An unretouched photo of Albert Einstein
     We used to assume that particles going in one direction would continue to do so (after accounting for gravity and friction).  In truth, the flight path seems to be more random.  The video above employed the example of two rectangular openings in a solid front wall through which electrons are sent until they hit a back wall.  If we were firing bullets or throwing fastballs we'd expect their straight trajectory to eventually form a pattern concentrated the back wall identical to the aperture:  rectangular. 

     What do we see instead? 

     Stripes across the entire back wall! 

     WTF?  Why the whole wall and what's with the stripes? 

     Hold that thought.

     Let's begin by thinking of knuckleballs rather than fastballs.  The unpredictability of the flight pattern makes the ball hard to catch, let alone hit.  Indeed, one catcher remarked that he needed a pillow, not a glove.  Another quipped that his job was easy;  just walk to the backstop and pick up the ball.  WTP?

     The catch¹ is that while the path may be erratic the destination isn't.  A knuckleball thrower can hit the strike zone with almost the same consistency as a fastball pitcher. 

     Consider Joe Pesci at the drive thru



     It's unlikely that Pesci will get exactly what he ordered but it's a safe bet that it will be fast food², not filet mignon or escargots. 

     This is the Uncertainty Principle.   

Schrödinger's Cat (and some photobomber)
     Commencing in 1926, after consulting with Albert Einstein, Niels Bohr and Werner Heisenberg, Erwin Schrödinger solved the riddle (with help from his cat, who ended up hogging the spotlight).  Electrons don't travel as individual projectiles like bullets or fastballs.  Rather, they move as waves. 

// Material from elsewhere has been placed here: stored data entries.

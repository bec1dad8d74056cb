//! Single-worker task queue used to move encode/decode work off the
//! producer's thread.
//!
//! Two admission policies share one queue:
//! - encode: always admits, evicting the oldest task once the bound is hit;
//! - decode: once the queue grows past the bound, rejects non-key tasks until
//!   a key task is admitted with the queue back within the bound.

use std::collections::VecDeque;
use std::panic::{AssertUnwindSafe, catch_unwind, resume_unwind};
use std::sync::atomic::{AtomicBool, Ordering};
use std::sync::{Arc, Condvar, Mutex, MutexGuard, PoisonError};
use std::thread::JoinHandle;
use std::time::{Duration, Instant};

use crate::config::DEFAULT_MAX_ASYNC_TASKS;

pub const MIN_TASK_SIZE: usize = 3;
pub const MAX_TASK_SIZE: usize = 1000;

/// Tasks slower than this are traced.
const SLOW_TASK: Duration = Duration::from_millis(50);

pub type TaskFn = Box<dyn FnOnce() -> anyhow::Result<()> + Send>;

enum Task {
    Run(TaskFn),
    Exit,
}

#[derive(Default)]
struct Queue {
    tasks: VecDeque<Task>,
    /// Pending wake-ups, the count of a semaphore.
    wakes: usize,
    decode_dropping: bool,
}

#[derive(Default)]
struct Shared {
    queue: Mutex<Queue>,
    wake: Condvar,
    /// Cleared by the worker on its way out, panics included.
    running: AtomicBool,
}

struct RunningGuard<'a>(&'a AtomicBool);

impl Drop for RunningGuard<'_> {
    fn drop(&mut self) {
        self.0.store(false, Ordering::Release);
    }
}

impl Shared {
    fn lock(&self) -> MutexGuard<'_, Queue> {
        self.queue.lock().unwrap_or_else(PoisonError::into_inner)
    }

    fn post(&self, queue: &mut Queue, count: usize) {
        queue.wakes += count;
        if count == 1 {
            self.wake.notify_one();
        } else {
            self.wake.notify_all();
        }
    }
}

pub struct TaskManager {
    shared: Arc<Shared>,
    thread: Option<JoinHandle<()>>,
    max_task: usize,
}

impl Default for TaskManager {
    fn default() -> Self {
        Self::new()
    }
}

impl TaskManager {
    pub fn new() -> Self {
        Self {
            shared: Arc::new(Shared::default()),
            thread: None,
            max_task: DEFAULT_MAX_ASYNC_TASKS,
        }
    }

    pub fn set_max_task_size(&mut self, size: usize) -> anyhow::Result<()> {
        anyhow::ensure!(
            (MIN_TASK_SIZE..=MAX_TASK_SIZE).contains(&size),
            "async task size limited to {} ~ {}, now size is: {}",
            MIN_TASK_SIZE,
            MAX_TASK_SIZE,
            size
        );
        self.max_task = size;
        Ok(())
    }

    pub fn max_task_size(&self) -> usize {
        self.max_task
    }

    /// Spawns the worker. Does nothing if one is already running; a worker
    /// that died is reaped and replaced, keeping its queued tasks.
    pub fn start_thread(&mut self, name: &str) -> anyhow::Result<()> {
        if self.is_enabled() {
            log::warn!("{} already running", name);
            return Ok(());
        }
        if let Some(handle) = self.thread.take() {
            Self::join(handle);
        }
        let shared = Arc::clone(&self.shared);
        let thread_name = name.to_string();
        self.shared.running.store(true, Ordering::Release);
        let handle = std::thread::Builder::new()
            .name(name.to_string())
            .spawn(move || Self::worker_loop(shared, thread_name))
            .map_err(|e| {
                self.shared.running.store(false, Ordering::Release);
                anyhow::anyhow!("spawn {} failed: {}", name, e)
            })?;
        self.thread = Some(handle);
        Ok(())
    }

    fn join(handle: JoinHandle<()>) {
        let name = handle.thread().name().unwrap_or("task worker").to_string();
        if handle.join().is_err() {
            log::error!("{} terminated abnormally", name);
        }
    }

    /// Stops the worker and blocks until it has exited. With `drop_pending`
    /// every queued task is discarded first; otherwise queued tasks still run.
    pub fn stop_thread(&mut self, drop_pending: bool) {
        let Some(handle) = self.thread.take() else {
            return;
        };
        {
            let mut queue = self.shared.lock();
            if drop_pending {
                queue.tasks.clear();
                queue.decode_dropping = false;
            }
            queue.tasks.push_back(Task::Exit);
            self.shared.post(&mut queue, 10);
        }
        Self::join(handle);
        let mut queue = self.shared.lock();
        queue.tasks.retain(|task| !matches!(task, Task::Exit));
        queue.wakes = queue.tasks.len();
    }

    /// True while a worker thread is alive to run queued tasks.
    pub fn is_enabled(&self) -> bool {
        self.thread.is_some() && self.shared.running.load(Ordering::Acquire)
    }

    /// A worker was started but has died; nothing would run new tasks.
    fn is_dead(&self) -> bool {
        self.thread.is_some() && !self.shared.running.load(Ordering::Acquire)
    }

    /// Number of queued, not yet started tasks.
    pub fn pending(&self) -> usize {
        self.shared.lock().tasks.len()
    }

    /// Queues `task`, evicting the oldest one past the bound. Refused only
    /// when the worker has died.
    pub fn add_encode_task<F>(&self, task: F) -> bool
    where
        F: FnOnce() -> anyhow::Result<()> + Send + 'static,
    {
        if self.is_dead() {
            return false;
        }
        let mut queue = self.shared.lock();
        queue.tasks.push_back(Task::Run(Box::new(task)));
        if queue.tasks.len() > self.max_task {
            log::warn!("encoder thread task is too more, now drop frame!");
            queue.tasks.pop_front();
        }
        self.shared.post(&mut queue, 1);
        true
    }

    /// Queues `task` unless the queue is shedding non-key work or the worker
    /// has died.
    pub fn add_decode_task<F>(&self, key_frame: bool, task: F) -> bool
    where
        F: FnOnce() -> anyhow::Result<()> + Send + 'static,
    {
        if self.is_dead() {
            return false;
        }
        let mut queue = self.shared.lock();
        if queue.decode_dropping {
            if !key_frame {
                log::trace!("decode thread drop frame");
                return false;
            }
            queue.decode_dropping = false;
            log::info!("decode thread stop drop frame");
        }

        queue.tasks.push_back(Task::Run(Box::new(task)));
        if queue.tasks.len() > self.max_task {
            queue.decode_dropping = true;
            log::warn!("decode thread start drop frame");
        }
        self.shared.post(&mut queue, 1);
        true
    }

    fn worker_loop(shared: Arc<Shared>, name: String) {
        let _running = RunningGuard(&shared.running);
        log::info!("{} started", name);
        loop {
            let task = {
                let mut queue = shared.lock();
                while queue.wakes == 0 {
                    queue = shared
                        .wake
                        .wait(queue)
                        .unwrap_or_else(PoisonError::into_inner);
                }
                queue.wakes -= 1;
                queue.tasks.pop_front()
            };

            let run = match task {
                None => continue,
                Some(Task::Exit) => break,
                Some(Task::Run(run)) => run,
            };

            let start = Instant::now();
            match catch_unwind(AssertUnwindSafe(run)) {
                Ok(Ok(())) => {}
                Ok(Err(e)) => {
                    log::warn!("{} task failed: {:#}", name, e);
                    continue;
                }
                Err(panic) => {
                    log::error!("{} caught an unknown failure, exiting", name);
                    resume_unwind(panic);
                }
            }
            let cost = start.elapsed();
            if cost > SLOW_TASK {
                log::trace!("{} task took {:?}", name, cost);
            }
        }
        log::info!("{} exited!", name);
    }
}

impl Drop for TaskManager {
    fn drop(&mut self) {
        self.stop_thread(true);
    }
}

    "Okay," you might say, "that explains the splattering across the entire back wall but, again, what about the stripes?"
 
     Imagine dropping two rocks into a pond.  Waves from each landing spot will ripple out and cross each other.  When a trough of one meets the trough of the other we have a low point, which shows up as the blank space between the striations.  When two crests join we have a pinnacle, appearing as a column on the background.  Where high points in one wave encounter lower ones in the other they average out, creating the transitional fuzziness between the blanks and the stripes.

     That is quantum physics in a nutshell--and what else would you expect from a squirrel?³

NextPart II - Poetry Parallels


Jurel the Squirrel

Footnotes:

¹ - Please excuse the pun.

² - Assuming "fast food" isn't a oxymoron.

³ - Actually, our greatest scientist, Jurel the Squirrel (1903-1909), came up with a more elegant and comprehensive theory decades before Schrödinger et all.  Unfortunately, it doesn't translate easily into English.  (My best succinct attempt would be "God does not play dice...but She does deal goulies.") 

     Better to leave that for another day.